The ninth year of bioidentical hormone replacement, things started going wonky (this is my term—don't expect your doctors to use it!). I had breakthrough bleeding, and then after a while I was bleeding continuously. Something was wrong, obviously. You must understand that because bioidentical hormone replacement therapy (BHRT) is such a new science, all the medical professionals working in this arena are learning as fast as they can, but with each year we all learn more. At this point in my BHRT, I had not heard of "rhythmic cycling," which I will explain in great detail later.
In the way I was taking hormones on a static dose, my estrogen was not rising and falling as it once did in nature, and my progesterone was not rising and falling as it did when I was making a full complement of hormones in my youth. (See the diagram.) Because of this, my receptor sites were not opening to receive the progesterone, so the estrogen lining in my uterus kept building and building. Over time, like a motor on "rev," this thickening caused excessive bleeding and sent an alarm to my brain that "all was not well," that this human being was no longer able to reproduce (which is why, according to nature, we exist).

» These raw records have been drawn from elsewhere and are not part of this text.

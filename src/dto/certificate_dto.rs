use serde::{Deserialize, Serialize};
use uuid::Uuid;

use crate::models::{
    certificate::{Certificate, CertificateAssignment},
    event::Event,
    ngo::Ngo,
    user::User,
    volunteer_profile::VolunteerProfile,
};

use super::event_dto::RegistrationView;

#[derive(Debug, Clone, Default, Serialize, Deserialize)]
pub struct AssignCertificatesPayload {
    #[serde(default)]
    pub volunteers: Vec<Uuid>,
}

/// Outcome of one assignment batch.
#[derive(Debug, Clone, Copy, Default, PartialEq, Eq, Serialize)]
pub struct AssignmentReport {
    pub assigned: usize,
    pub already_assigned: usize,
}

#[derive(Debug, Clone, Serialize)]
pub struct AssignmentOverview {
    pub event: Event,
    pub certificate: Certificate,
    pub registrations: Vec<RegistrationView>,
    pub assigned_volunteer_ids: Vec<Uuid>,
}

#[derive(Debug, Clone, Serialize)]
pub struct MyCertificateEntry {
    pub assignment: CertificateAssignment,
    pub certificate: Certificate,
    pub event: Event,
    pub organization_name: String,
}

#[derive(Debug, Clone, Default, Deserialize)]
pub struct CertificateApprovalsQuery {
    pub status: Option<String>,
    pub search: Option<String>,
    pub sort: Option<String>,
}

#[derive(Debug, Clone, Serialize)]
pub struct CertificateEntry {
    #[serde(flatten)]
    pub certificate: Certificate,
    pub event_title: String,
    pub organization_name: String,
}

#[derive(Debug, Clone, Serialize)]
pub struct CertificateApprovalsResponse {
    pub certificates: Vec<CertificateEntry>,
    pub status_filter: String,
    pub search_query: String,
    pub sort_by: String,
    pub pending_count: i64,
    pub approved_count: i64,
    pub rejected_count: i64,
    pub total_count: i64,
}

#[derive(Debug, Clone, Serialize)]
pub struct AssignmentView {
    pub assignment: CertificateAssignment,
    pub volunteer: User,
    pub profile: Option<VolunteerProfile>,
}

#[derive(Debug, Clone, Serialize)]
pub struct CertificateDetailResponse {
    pub certificate: Certificate,
    pub event: Event,
    pub ngo: Ngo,
    pub assignments: Vec<AssignmentView>,
    pub assignments_count: usize,
}
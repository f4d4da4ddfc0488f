pub mod crypto;
pub mod form;
pub mod token;
use axum::{
    extract::{Multipart, Path, State},
    http::{header, StatusCode},
    response::{IntoResponse, Json, Response},
};
use uuid::Uuid;

use crate::{
    dto::{
        account_dto::{
            LoginPayload, NgoProfileForm, PublicVolunteerProfile,
            RegisterNgoPayload, RegisterVolunteerPayload, SessionResponse, VolunteerProfileForm,
        },
        flash::{FlashMessage, FlashResponse},
    },
    error::Result,
    middleware::auth::{clear_session_cookie, session_cookie, CurrentUser},
    models::user::User,
    utils::{form::FormData, token::issue_session_token},
    AppState,
};

const PROFILE: &str = "/accounts/profile/";

/// Signs a session for `user` and returns it in the body and as a cookie.
fn start_session(state: &AppState, user: User, flash: FlashResponse) -> Result<Response> {
    let ttl = state.config.session_ttl_hours;
    let token = issue_session_token(&user, &state.config.jwt_secret, ttl)?;
    let cookie = session_cookie(&token, ttl)?;
    let body = flash.data(&SessionResponse { token, user })?;
    Ok(([(header::SET_COOKIE, cookie)], body).into_response())
}

#[utoipa::path(
    post,
    path = "/accounts/register/volunteer/",
    request_body = RegisterVolunteerPayload,
    responses(
        (status = 201, description = "Volunteer registered and logged in", body = SessionResponse),
        (status = 400, description = "Invalid payload"),
        (status = 409, description = "Username or email taken")
    )
)]
#[axum::debug_handler]
pub async fn register_volunteer(
    State(state): State<AppState>,
    Json(payload): Json<RegisterVolunteerPayload>,
) -> Result<Response> {
    let user = state.account_service.register_volunteer(payload).await?;
    let flash = FlashResponse::redirect("/")
        .with_status(StatusCode::CREATED)
        .success("Registration successful! Welcome to Voluntree.");
    start_session(&state, user, flash)
}

#[utoipa::path(
    post,
    path = "/accounts/register/ngo/",
    request_body = RegisterNgoPayload,
    responses(
        (status = 201, description = "NGO registered, pending approval", body = SessionResponse),
        (status = 400, description = "Invalid payload"),
        (status = 409, description = "Username, email or registration number taken")
    )
)]
#[axum::debug_handler]
pub async fn register_ngo(
    State(state): State<AppState>,
    Json(payload): Json<RegisterNgoPayload>,
) -> Result<Response> {
    let user = state.account_service.register_ngo(payload).await?;
    let flash = FlashResponse::redirect("/")
        .with_status(StatusCode::CREATED)
        .success("Registration successful! Your NGO account is pending approval.");
    start_session(&state, user, flash)
}

#[utoipa::path(
    post,
    path = "/accounts/login/",
    request_body = LoginPayload,
    responses(
        (status = 200, description = "Logged in", body = SessionResponse),
        (status = 401, description = "Invalid username or password")
    )
)]
#[axum::debug_handler]
pub async fn login(
    State(state): State<AppState>,
    Json(payload): Json<LoginPayload>,
) -> Result<Response> {
    let user = state.account_service.authenticate(&payload).await?;
    tracing::info!(user_id = %user.id, "user logged in");
    let flash = FlashResponse::redirect("/").success(format!("Welcome back, {}!", user.username));
    start_session(&state, user, flash)
}

#[utoipa::path(
    post,
    path = "/accounts/logout/",
    responses((status = 200, description = "Session cookie cleared"))
)]
#[axum::debug_handler]
pub async fn logout() -> impl IntoResponse {
    (
        [(header::SET_COOKIE, clear_session_cookie())],
        FlashResponse::redirect("/").success("You have been logged out successfully."),
    )
}

#[utoipa::path(
    get,
    path = "/accounts/profile/",
    responses(
        (status = 200, description = "Profile of the logged-in user", body = crate::dto::account_dto::ProfileView),
        (status = 401, description = "Not logged in")
    )
)]
#[axum::debug_handler]
pub async fn profile(
    State(state): State<AppState>,
    CurrentUser(user): CurrentUser,
) -> Result<Response> {
    match state.account_service.profile(&user).await? {
        Some(view) => Ok(Json(view).into_response()),
        None => Ok(FlashResponse::redirect("/").into_response()),
    }
}

#[utoipa::path(
    post,
    path = "/accounts/profile/edit/volunteer/",
    responses(
        (status = 200, description = "Profile updated", body = FlashResponse),
        (status = 400, description = "Invalid form"),
        (status = 403, description = "Not a volunteer")
    )
)]
#[axum::debug_handler]
pub async fn edit_volunteer_profile(
    State(state): State<AppState>,
    CurrentUser(user): CurrentUser,
    multipart: Multipart,
) -> Result<FlashResponse> {
    let mut form = FormData::from_multipart(multipart).await?;
    let picture = form.take_file("profile_picture");
    let fields = VolunteerProfileForm::from_form(&form)?;
    state
        .account_service
        .update_volunteer_profile(&user, fields, picture)
        .await?;
    Ok(FlashResponse::redirect(PROFILE).success("Profile updated successfully!"))
}

#[utoipa::path(
    post,
    path = "/accounts/profile/edit/ngo/",
    responses(
        (status = 200, description = "Organization profile updated", body = FlashResponse),
        (status = 400, description = "Invalid form"),
        (status = 403, description = "Not an NGO")
    )
)]
#[axum::debug_handler]
pub async fn edit_ngo_profile(
    State(state): State<AppState>,
    CurrentUser(user): CurrentUser,
    multipart: Multipart,
) -> Result<FlashResponse> {
    let mut form = FormData::from_multipart(multipart).await?;
    let logo = form.take_file("logo");
    let document = form.take_file("verification_document");
    let fields = NgoProfileForm::from_form(&form);

    let reverify = state
        .account_service
        .update_ngo_profile(&user, fields, logo, document)
        .await?;

    let mut flash = FlashResponse::redirect(PROFILE);
    if reverify {
        flash = flash.message(FlashMessage::info(
            "Your profile will need re-verification due to document changes.",
        ));
    }
    Ok(flash.success("Organization profile updated successfully!"))
}

#[utoipa::path(
    get,
    path = "/accounts/volunteer/{user_id}/",
    params(("user_id" = Uuid, Path, description = "Volunteer user ID")),
    responses(
        (status = 200, description = "Volunteer profile", body = PublicVolunteerProfile),
        (status = 403, description = "Other volunteers cannot view it"),
        (status = 404, description = "Volunteer not found")
    )
)]
#[axum::debug_handler]
pub async fn view_volunteer_profile(
    State(state): State<AppState>,
    CurrentUser(user): CurrentUser,
    Path(user_id): Path<Uuid>,
) -> Result<Json<PublicVolunteerProfile>> {
    let view = state
        .account_service
        .public_volunteer_profile(&user, user_id)
        .await?;
    Ok(Json(view))
}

Because I was bleeding constantly, I was not ovulating. Thus I was not a reproductive person, according to my brain. You must understand that the object of bioidentical hormone replacement therapy is to fool the brain into thinking I can still make a baby, even though I have no eggs left. As a result of not having a rhythm, and of the thickening and the bleeding, severe hyperplasia, along with adenomyosis (leaks in my uterine lining), came about. This excessive bleeding and hyperplasia created a perfect scenario for cancer, so I had no choice but to remove my uterus, thus removing my problem.